Hari
ini perbudakan sudah dihapus. Sedangkan domestic servant (pembantu
rumah tangga) termasuk dalam kategori pekerjaan/profesi dan bukanlah
budak. Mengangkat pembantu dibolehkan dalam Islam. Anas bin Malik
berkata: “Aku pernah menjadi
pelayan Rosululloh saw selama sepuluh tahun. Tidak pernah sama sekali
beliau mengucapkan ‘hus’ kepadaku. Beliau tidak pernah membentakku
terhadap sesuatu yang kukerjakan (dengan ucapan) ‘Mengapa engkau
kerjakan begini.’ Dan tidak pula terhadap sesuatu yang tidak kukerjakan
(dengan ucapan) ‘Mengapa tidak engkau kerjakan.’ (HR Muslim). Ali bin Abi Thalib semasa mudanya pun pernah bekerja menjadi pembantu perempuan Yahudi. Ali berkata: “Saya
bekerja untuk seorang perempuan Yahudi dengan upah setiap timba air
ditukar dengan sebutir kurma. Kemudian saya menceritakan hal itu kepada
Rosululloh dan saya bawakan beberapa butir kurma lalu beliau pun memakan
sebagian kurma tersebut bersama saya.” (HR Bukhari).
Di zaman ini
dimana perbudakan sudah tidak ada lagi, memperlakukan pembantu sebagai
budak dengan menyetubuhinya adalah zina yang diancam dengan hukum rajam
(mati). Maraknya kasus penyiksaan terhadap tenaga kerja wanita di Arab
Saudi, menunjukkan pemahaman keislaman yang rendah dari sebagian orang
Arab Saudi. Arab Saudi baru menghapus perbudakan pada tahun 1960-an,
sehingga ketika ada ledakan tenaga kerja wanita, muncul semacam
‘kerinduan’ untuk kembali ke masa lalu. Hal ini juga disebabkan
penerapan hukum Islam yang tidak menyeluruh, pemerintahan Arab Saudi
membolehkan wanita muda (para tenaga kerja wanita) meninggalkan suami
bertahun-tahun dan hidup (di negara lain) dalam rumah yang tertutup
dengan majikannya.
Nashiruddin
Al-Albani menyatakan bahwa hari ini perbudakan sudah dihapus sehingga
tidak boleh melakukan perbudakan secara individu. Perbudakan dalam Islam
hanya ada melalui perang membela Islam, itu pun dengan persetujuan
Imam/Khalifah (Fatwa-Fatwa Albani, Muhammad Nashiruddin Al-Albani.
Pustaka At-Tauhid).
Sebagian
kalangan hari ini ada yang berpendapat bahwa perbudakan suatu saat dapat
dihidupkan kembali. Seandainya suatu ketika, terjadi perang dunia yang
melumat semua kehidupan dunia. Lalu pasca perang itu peradaban umat
manusia hancur lebur, maka umat manusia yang jahiliyah kembali jatuh ke
jurang perbudakan manusia. Saat itu terjadi, agama Islam masih mempunyai
hukum-hukum suci yang mengatur masalah perbudakan.
Mereka
mengacu pada fenomena kaum wanita yang selalu menjadi korban kebuasan
perang, seperti kasus pemerkosaan ribuan wanita Islam di Bosnia,
Kashmir, Afghanistan, dan Irak. Sehingga pasukan Islam dapat melakukan
hal yang sama terhadap wanita kafir yang menjadi tawanan perang dengan
memperbudaknya (jika diizinkan oleh Khalifah Islam).

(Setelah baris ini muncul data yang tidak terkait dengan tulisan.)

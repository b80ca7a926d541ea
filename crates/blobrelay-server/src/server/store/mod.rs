//! Record store and id generator contracts.
//!
//! The relay pipelines treat persistence as a black box behind
//! [`RecordStore`]. Every operation is async and fallible; a lookup miss is a
//! regular [`Lookup::NotFound`] result rather than an error or an empty record.
//!
//! Ids are minted by an [`IdGenerator`] owned by the ingest pipeline and handed
//! to the store together with the payload. A store must refuse to overwrite an
//! existing id ([`Error::IdCollision`]).
//!
//! [`Error::IdCollision`]: blobrelay_core::Error::IdCollision

pub mod memory;

use blobrelay_core::{
    Result,
    types::{Lookup, Record, RecordId},
};

pub use memory::MemoryStore;

/// Durable id to payload mapping shared by every call.
///
/// Implementations must be safe to call from many calls concurrently; each
/// operation is expected to be atomic per record.
pub trait RecordStore: Send + Sync + 'static {
    /// Persists `record` and returns the id it is stored under.
    fn create(&self, record: Record) -> impl Future<Output = Result<RecordId>> + Send;

    /// Looks up the record stored under `id`.
    fn get(&self, id: RecordId) -> impl Future<Output = Result<Lookup>> + Send;

    /// Deletes the record stored under `id`. Returns whether a record existed.
    fn delete(&self, id: RecordId) -> impl Future<Output = Result<bool>> + Send;

    /// Deletes every record. Returns how many were removed.
    fn delete_all(&self) -> impl Future<Output = Result<usize>> + Send;

    /// Number of stored records.
    fn count(&self) -> impl Future<Output = Result<usize>> + Send;
}

/// Source of record ids that are unique for the lifetime of the store.
pub trait IdGenerator: Send + Sync + 'static {
    fn next_id(&self) -> RecordId;
}

/// Default generator: time-ordered UUIDv7 ids.
#[derive(Clone, Copy, Debug, Default)]
pub struct UuidV7Ids;

impl IdGenerator for UuidV7Ids {
    fn next_id(&self) -> RecordId {
        RecordId::now_v7()
    }
}
use blobrelay_server::{CliArgs, MemoryStore, RelayServer, ServerConfig, ServerHandle};
use clap::Parser;
use std::sync::Arc;
use tokio::signal;

// Using mimalloc for better performance under contention, especially in musl
// environments.
#[global_allocator]
static GLOBAL: mimalloc::MiMalloc = mimalloc::MiMalloc;

#[tokio::main]
async fn main() -> anyhow::Result<()> {
    // Load from .env
    let _ = dotenvy::dotenv();
    let args = CliArgs::parse();
    let config = ServerConfig::try_from(args)?;

    let providers = blobrelay_server::server::telemetry::init_telemetry(&config)?;

    let server = RelayServer::new(config, Arc::new(MemoryStore::new()));
    tokio::spawn(shutdown_signal(server.handle()));

    let res = server.run().await;
    if let Err(e) = &res {
        tracing::error!(error = %e, "Server exited with an error");
    } else {
        tracing::info!("Service shut down successfully");
    }

    providers.shutdown();
    res
}

/// First signal drains gracefully; a second one forces the stop.
async fn shutdown_signal(handle: ServerHandle) {
    #[cfg(unix)]
    let mut terminate = signal::unix::signal(signal::unix::SignalKind::terminate())
        .expect("failed to install signal handler");

    for attempt in 0..2 {
        #[cfg(unix)]
        let terminate = async {
            terminate.recv().await;
        };

        #[cfg(not(unix))]
        let terminate = std::future::pending::<()>();

        let ctrl_c = async {
            signal::ctrl_c()
                .await
                .expect("failed to install Ctrl+C handler");
        };

        tokio::select! {
            () = ctrl_c => tracing::info!("Received Ctrl+C signal"),
            () = terminate => tracing::info!("Received SIGTERM signal"),
        }

        if attempt == 0 {
            tracing::info!("Shutdown signal received, terminating gracefully...");
            handle.stop();
        } else {
            tracing::warn!("Second shutdown signal received, forcing stop");
            handle.panic_stop();
        }
    }
}
use anyhow::bail;
use clap::Parser;
use core::time::Duration;
use std::path::PathBuf;

/// Runtime configuration for the `blobrelay-server` binary.
///
/// These settings control where the server listens, how much buffering each
/// call gets between its stages, transport limits, and how long a graceful
/// shutdown may take before in-flight calls are abandoned. All values are
/// parsed from CLI arguments or environment variables (a `.env` file is loaded
/// first when present).
#[derive(Parser, Debug, Clone)]
#[command(
    name = "blobrelay-server",
    version,
    about = "A gRPC service relaying streamed payloads to and from a record store"
)]
pub struct CliArgs {
    /// Address to listen on (TCP or Unix socket path; use --uds for Unix
    /// socket).
    ///
    /// Example: "0.0.0.0:50052" or "/tmp/blobrelay.sock"
    ///
    /// Environment variable: `SERVER_ADDR`
    #[arg(long, env = "SERVER_ADDR", default_value_t = String::from("0.0.0.0:50052"))]
    pub server_addr: String,

    /// Listen on a Unix socket instead of TCP. If set, `SERVER_ADDR` must be a
    /// file path.
    #[arg(short, long, default_value_t = false)]
    pub uds: bool,

    /// Seconds a graceful shutdown may spend draining in-flight calls before
    /// they are forcibly abandoned.
    ///
    /// Environment variable: `SHUTDOWN_TIMEOUT_SECS`
    #[arg(long, env = "SHUTDOWN_TIMEOUT_SECS", default_value_t = 10)]
    pub shutdown_timeout_secs: u64,

    /// Capacity of the handoff channel between a call's receive stage and its
    /// store stage.
    ///
    /// A capacity of 1 keeps at most one decoded frame waiting on the store,
    /// so a slow store throttles the receive stage almost immediately.
    ///
    /// Environment variable: `HANDOFF_CAPACITY`
    #[arg(long, env = "HANDOFF_CAPACITY", default_value_t = 1)]
    pub handoff_capacity: usize,

    /// Capacity of the response buffer between a call's store stage and the
    /// gRPC response stream.
    ///
    /// Environment variable: `RESPONSE_BUFFER_SIZE`
    #[arg(long, env = "RESPONSE_BUFFER_SIZE", default_value_t = 8)]
    pub response_buffer_size: usize,

    /// Maximum size in bytes of a single encoded request or response message.
    ///
    /// Environment variable: `MAX_MESSAGE_BYTES`
    #[arg(long, env = "MAX_MESSAGE_BYTES", default_value_t = 4 * 1024 * 1024)]
    pub max_message_bytes: usize,

    /// Maximum number of concurrent HTTP/2 streams per connection. Unlimited
    /// when unset.
    ///
    /// Environment variable: `MAX_CONCURRENT_STREAMS`
    #[arg(long, env = "MAX_CONCURRENT_STREAMS")]
    pub max_concurrent_streams: Option<u32>,

    /// Default log filter, used when `RUST_LOG` is not set.
    ///
    /// Environment variable: `LOG_LEVEL`
    #[arg(long, env = "LOG_LEVEL", default_value_t = String::from("info"))]
    pub log_level: String,

    /// Also write JSON-formatted logs to this file.
    ///
    /// Environment variable: `LOG_FILE`
    #[arg(long, env = "LOG_FILE")]
    pub log_file: Option<PathBuf>,
}

#[derive(Debug, Clone)]
pub struct ServerConfig {
    pub server_addr: String,
    pub uds: bool,
    pub shutdown_timeout: Duration,
    pub handoff_capacity: usize,
    pub response_buffer_size: usize,
    pub max_message_bytes: usize,
    pub max_concurrent_streams: Option<u32>,
    pub log_level: String,
    pub log_file: Option<PathBuf>,
}

impl Default for ServerConfig {
    fn default() -> Self {
        Self {
            server_addr: String::from("0.0.0.0:50052"),
            uds: false,
            shutdown_timeout: Duration::from_secs(10),
            handoff_capacity: 1,
            response_buffer_size: 8,
            max_message_bytes: 4 * 1024 * 1024,
            max_concurrent_streams: None,
            log_level: String::from("info"),
            log_file: None,
        }
    }
}

impl TryFrom<CliArgs> for ServerConfig {
    type Error = anyhow::Error;

    fn try_from(args: CliArgs) -> Result<Self, Self::Error> {
        if args.handoff_capacity == 0 {
            bail!("HANDOFF_CAPACITY must be greater than 0");
        }

        if args.response_buffer_size == 0 {
            bail!("RESPONSE_BUFFER_SIZE must be greater than 0");
        }

        if args.max_message_bytes == 0 {
            bail!("MAX_MESSAGE_BYTES must be greater than 0");
        }

        if args.max_concurrent_streams == Some(0) {
            bail!("MAX_CONCURRENT_STREAMS must be greater than 0 when set");
        }

        if args.server_addr.is_empty() {
            bail!("SERVER_ADDR must not be empty");
        }

        Ok(Self {
            server_addr: args.server_addr,
            uds: args.uds,
            shutdown_timeout: Duration::from_secs(args.shutdown_timeout_secs),
            handoff_capacity: args.handoff_capacity,
            response_buffer_size: args.response_buffer_size,
            max_message_bytes: args.max_message_bytes,
            max_concurrent_streams: args.max_concurrent_streams,
            log_level: args.log_level,
            log_file: args.log_file,
        })
    }
}

#[cfg(test)]
mod tests {
    use super::*;

    fn parse(extra: &[&str]) -> CliArgs {
        let mut argv = vec!["blobrelay-server"];
        argv.extend_from_slice(extra);
        CliArgs::try_parse_from(argv).unwrap()
    }

    #[test]
    fn defaults_are_valid() {
        let config = ServerConfig::try_from(parse(&[])).unwrap();
        assert_eq!(config.handoff_capacity, 1);
        assert_eq!(config.shutdown_timeout, Duration::from_secs(10));
        assert!(!config.uds);
    }

    #[test]
    fn zero_handoff_capacity_is_rejected() {
        let err = ServerConfig::try_from(parse(&["--handoff-capacity", "0"])).unwrap_err();
        assert!(err.to_string().contains("HANDOFF_CAPACITY"));
    }

    #[test]
    fn zero_concurrent_streams_is_rejected() {
        let err = ServerConfig::try_from(parse(&["--max-concurrent-streams", "0"])).unwrap_err();
        assert!(err.to_string().contains("MAX_CONCURRENT_STREAMS"));
    }

    #[test]
    fn flags_override_defaults() {
        let config = ServerConfig::try_from(parse(&[
            "--server-addr",
            "127.0.0.1:6000",
            "--shutdown-timeout-secs",
            "3",
            "--response-buffer-size",
            "2",
        ]))
        .unwrap();
        assert_eq!(config.server_addr, "127.0.0.1:6000");
        assert_eq!(config.shutdown_timeout, Duration::from_secs(3));
        assert_eq!(config.response_buffer_size, 2);
    }
}
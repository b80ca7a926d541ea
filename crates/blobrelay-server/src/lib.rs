#![doc = include_str!("../README.md")]

pub mod server;

pub use server::{
    config::{CliArgs, ServerConfig},
    lifecycle::{RelayServer, ServerHandle, ServerState},
    service::handler::{RelayService, build_relay_service},
    store::{IdGenerator, MemoryStore, RecordStore, UuidV7Ids},
};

Ada pula yang mengacu pada Hadits Jibril yang panjang bahwa Rasulullah saw bersabda: “Dan akan saya beritahukan kepadamu tanda-tanda Hari Kiamat itu ialah apabila budak wanita melahirkan tuannya, …”

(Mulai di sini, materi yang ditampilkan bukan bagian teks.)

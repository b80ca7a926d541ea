//! Shared helpers for integration tests.

#![allow(dead_code)]

use blobrelay_core::{
    codec::encode_payload,
    proto::{RetrieveRequest, StoreRequest, blob_relay_client::BlobRelayClient},
};
use blobrelay_server::{
    MemoryStore, RelayServer, RelayService, ServerConfig, ServerHandle, ServerState,
};
use core::time::Duration;
use std::{net::SocketAddr, sync::Arc};
use tokio::{
    net::{TcpListener, TcpStream},
    sync::mpsc,
    task::JoinHandle,
};
use tokio_stream::wrappers::ReceiverStream;
use tonic::transport::Channel;

/// Upper bound for anything a test waits on.
pub const TEST_TIMEOUT: Duration = Duration::from_secs(10);

/// An in-process server listening on an ephemeral loopback port.
pub struct TestServer {
    pub addr: SocketAddr,
    pub handle: ServerHandle,
    pub service: RelayService<MemoryStore>,
    pub task: JoinHandle<anyhow::Result<()>>,
}

impl TestServer {
    pub async fn start() -> Self {
        Self::start_with(ServerConfig::default()).await
    }

    pub async fn start_with(config: ServerConfig) -> Self {
        let config = ServerConfig {
            server_addr: "127.0.0.1:0".to_string(),
            ..config
        };
        let server = RelayServer::new(config, Arc::new(MemoryStore::new()));
        let handle = server.handle();
        let service = server.service().clone();

        let (addr, incoming) = server.bind_tcp().await.expect("bind loopback");
        let task = tokio::spawn(server.serve(incoming));
        handle.wait_for(ServerState::Serving).await;

        Self {
            addr,
            handle,
            service,
            task,
        }
    }

    pub async fn client(&self) -> BlobRelayClient<Channel> {
        connect(self.addr).await
    }
}

pub async fn connect(addr: SocketAddr) -> BlobRelayClient<Channel> {
    BlobRelayClient::connect(format!("http://{addr}"))
        .await
        .expect("connect to test server")
}

/// Forwards a single TCP connection to `upstream`. Aborting the returned task
/// closes both sockets, as a client host vanishing would.
pub async fn tcp_relay(upstream: SocketAddr) -> (SocketAddr, JoinHandle<()>) {
    let listener = TcpListener::bind("127.0.0.1:0").await.expect("bind relay");
    let addr = listener.local_addr().expect("relay address");
    let task = tokio::spawn(async move {
        let (mut client, _) = listener.accept().await.expect("accept client");
        let mut server = TcpStream::connect(upstream).await.expect("reach server");
        let _ = tokio::io::copy_bidirectional(&mut client, &mut server).await;
    });
    (addr, task)
}

pub fn store_request(payload: &[u8]) -> StoreRequest {
    StoreRequest {
        encoded_payload: encode_payload(payload),
    }
}

pub fn retrieve_request(id: impl Into<String>) -> RetrieveRequest {
    RetrieveRequest { id: id.into() }
}

/// Request stream the test feeds one frame at a time.
pub fn request_channel<T>() -> (mpsc::Sender<T>, ReceiverStream<T>) {
    let (tx, rx) = mpsc::channel(16);
    (tx, ReceiverStream::new(rx))
}

/// Stores `payloads` over one Store call and returns their ids in order.
pub async fn store_all(client: &mut BlobRelayClient<Channel>, payloads: &[&[u8]]) -> Vec<String> {
    let requests: Vec<_> = payloads.iter().map(|p| store_request(p)).collect();
    let mut acks = client
        .store(tokio_stream::iter(requests))
        .await
        .expect("store call")
        .into_inner();

    let mut ids = Vec::new();
    while let Some(ack) = acks.message().await.expect("ack") {
        assert_eq!(ack.status, "ok");
        ids.push(String::from_utf8(ack.id.to_vec()).expect("utf-8 id"));
    }
    ids
}
//! Shared protocol bindings, record types and errors.
//!
//! ## Submodules
//!
//! - [`error`] - Centralized error type surfaced to gRPC clients.
//! - [`types`] - Record identifiers, records and lookup results.
//! - [`codec`] - Transport encoding of payloads (standard base64).
//! - [`proto`] - Generated Protobuf messages and gRPC service bindings.

pub mod codec;
pub mod error;
pub mod types;

pub use error::{Error, Result};

/// gRPC service and message definitions generated from
/// `proto/blobrelay.proto`.
///
/// ## Service
///
/// - `Store` - client streams base64 payloads, server streams back one
///   acknowledgement per frame carrying the assigned record id.
/// - `Retrieve` - client streams record ids, server streams back one frame per
///   id with either the base64 payload or a `not_found` status.
#[allow(clippy::all, clippy::pedantic, clippy::nursery)]
pub mod proto {
    tonic::include_proto!("blobrelay.v1");

    /// Encoded file descriptor set used to serve gRPC reflection.
    pub const FILE_DESCRIPTOR_SET: &[u8] =
        tonic::include_file_descriptor_set!("blobrelay_descriptor");
}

(HR Bukhari dan Muslim). Berdasarkan hadits ini, mereka berpendapat
bahwa menjelang Kiamat nanti akan ada budak wanita yang melahirkan
tuannya sehingga itu menandakan di saat menjelang Kiamat akan ada budak
dan perbudakan.
Namun para ulama Hadits sendiri berbeda pendapat dalam menafsirkan hadits ini.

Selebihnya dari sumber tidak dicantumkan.